(Records for the exercise Opens)
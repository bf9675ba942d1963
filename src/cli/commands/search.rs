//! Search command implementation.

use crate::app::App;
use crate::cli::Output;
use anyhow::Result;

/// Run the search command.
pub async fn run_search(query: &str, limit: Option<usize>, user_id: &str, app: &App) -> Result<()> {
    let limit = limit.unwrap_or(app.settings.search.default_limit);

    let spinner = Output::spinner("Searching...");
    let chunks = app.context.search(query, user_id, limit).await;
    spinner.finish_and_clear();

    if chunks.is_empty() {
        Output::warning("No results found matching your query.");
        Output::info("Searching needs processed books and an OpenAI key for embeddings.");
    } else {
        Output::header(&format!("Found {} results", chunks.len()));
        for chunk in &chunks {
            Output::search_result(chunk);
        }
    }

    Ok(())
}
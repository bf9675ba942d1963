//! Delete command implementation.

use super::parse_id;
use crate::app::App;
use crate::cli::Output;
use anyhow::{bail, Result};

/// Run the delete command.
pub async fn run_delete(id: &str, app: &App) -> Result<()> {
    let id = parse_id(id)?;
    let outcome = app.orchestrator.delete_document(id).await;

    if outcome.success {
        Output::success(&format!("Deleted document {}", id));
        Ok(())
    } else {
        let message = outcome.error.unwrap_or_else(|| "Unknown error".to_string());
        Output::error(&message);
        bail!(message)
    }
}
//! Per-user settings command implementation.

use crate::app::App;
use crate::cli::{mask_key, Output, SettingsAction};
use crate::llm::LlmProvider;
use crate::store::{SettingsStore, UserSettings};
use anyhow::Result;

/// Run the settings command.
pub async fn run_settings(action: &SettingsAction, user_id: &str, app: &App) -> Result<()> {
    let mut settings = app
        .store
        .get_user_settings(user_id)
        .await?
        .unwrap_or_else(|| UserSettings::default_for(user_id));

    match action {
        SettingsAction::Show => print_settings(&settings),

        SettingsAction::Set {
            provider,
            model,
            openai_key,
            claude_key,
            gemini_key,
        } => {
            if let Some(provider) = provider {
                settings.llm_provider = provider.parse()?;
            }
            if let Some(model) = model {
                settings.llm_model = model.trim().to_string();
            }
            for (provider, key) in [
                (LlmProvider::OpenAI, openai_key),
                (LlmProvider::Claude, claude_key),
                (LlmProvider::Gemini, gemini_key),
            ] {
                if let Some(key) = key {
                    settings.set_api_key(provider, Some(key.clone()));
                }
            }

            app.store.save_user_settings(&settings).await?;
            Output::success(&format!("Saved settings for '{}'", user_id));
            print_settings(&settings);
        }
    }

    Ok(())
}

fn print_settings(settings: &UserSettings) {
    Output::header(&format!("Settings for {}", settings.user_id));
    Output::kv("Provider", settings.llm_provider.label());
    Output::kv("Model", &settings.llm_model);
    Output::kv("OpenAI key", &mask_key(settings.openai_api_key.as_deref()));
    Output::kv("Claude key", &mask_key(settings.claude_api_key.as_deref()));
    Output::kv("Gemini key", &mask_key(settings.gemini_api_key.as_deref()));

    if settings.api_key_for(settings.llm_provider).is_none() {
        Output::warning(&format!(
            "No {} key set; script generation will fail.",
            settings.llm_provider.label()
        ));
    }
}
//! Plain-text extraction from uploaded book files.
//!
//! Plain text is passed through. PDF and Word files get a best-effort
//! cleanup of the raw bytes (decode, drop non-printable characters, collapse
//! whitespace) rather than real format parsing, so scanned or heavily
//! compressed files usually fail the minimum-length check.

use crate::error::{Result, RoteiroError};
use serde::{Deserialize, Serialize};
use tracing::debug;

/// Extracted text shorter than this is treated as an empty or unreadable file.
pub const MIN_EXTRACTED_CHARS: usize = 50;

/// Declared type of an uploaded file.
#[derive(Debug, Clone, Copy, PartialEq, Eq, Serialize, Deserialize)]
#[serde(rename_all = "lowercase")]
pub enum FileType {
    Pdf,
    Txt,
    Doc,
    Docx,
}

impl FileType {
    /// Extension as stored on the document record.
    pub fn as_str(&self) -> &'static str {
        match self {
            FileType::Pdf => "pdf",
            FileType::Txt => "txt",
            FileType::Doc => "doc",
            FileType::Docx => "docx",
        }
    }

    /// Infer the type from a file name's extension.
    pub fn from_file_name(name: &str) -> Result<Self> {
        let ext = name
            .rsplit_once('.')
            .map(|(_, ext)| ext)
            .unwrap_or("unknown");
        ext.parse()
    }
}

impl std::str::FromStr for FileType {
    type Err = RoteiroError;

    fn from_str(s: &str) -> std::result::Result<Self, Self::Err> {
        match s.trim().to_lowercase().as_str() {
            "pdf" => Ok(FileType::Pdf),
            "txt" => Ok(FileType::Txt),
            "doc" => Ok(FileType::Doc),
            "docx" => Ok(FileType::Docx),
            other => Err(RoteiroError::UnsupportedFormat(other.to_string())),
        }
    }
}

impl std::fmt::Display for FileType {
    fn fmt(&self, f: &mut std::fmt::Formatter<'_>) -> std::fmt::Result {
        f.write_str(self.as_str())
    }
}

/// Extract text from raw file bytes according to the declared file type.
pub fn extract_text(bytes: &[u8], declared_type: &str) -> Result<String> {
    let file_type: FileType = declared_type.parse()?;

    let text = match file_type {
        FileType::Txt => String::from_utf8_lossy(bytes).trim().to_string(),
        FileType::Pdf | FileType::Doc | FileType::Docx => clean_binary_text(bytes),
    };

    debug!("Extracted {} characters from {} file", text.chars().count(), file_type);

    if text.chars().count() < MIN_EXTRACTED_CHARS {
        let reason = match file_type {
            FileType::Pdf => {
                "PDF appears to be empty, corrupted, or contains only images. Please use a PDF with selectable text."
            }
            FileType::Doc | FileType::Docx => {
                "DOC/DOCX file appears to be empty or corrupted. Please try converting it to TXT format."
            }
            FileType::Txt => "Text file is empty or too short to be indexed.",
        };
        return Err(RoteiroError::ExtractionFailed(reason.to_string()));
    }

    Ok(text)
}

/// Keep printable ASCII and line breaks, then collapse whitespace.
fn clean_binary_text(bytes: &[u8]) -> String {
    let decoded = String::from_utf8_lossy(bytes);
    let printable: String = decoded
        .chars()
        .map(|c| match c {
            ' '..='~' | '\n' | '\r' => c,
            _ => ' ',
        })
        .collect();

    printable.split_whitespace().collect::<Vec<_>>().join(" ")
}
(Records for the exercise Closes)
# Task instructions
Show every line of the entries above where the word "success" occurs.

# Exercise answer
    if outcome.success {
        Output::success(&format!("Deleted document {}", id));
            Output::success(&format!("Saved settings for '{}'", user_id));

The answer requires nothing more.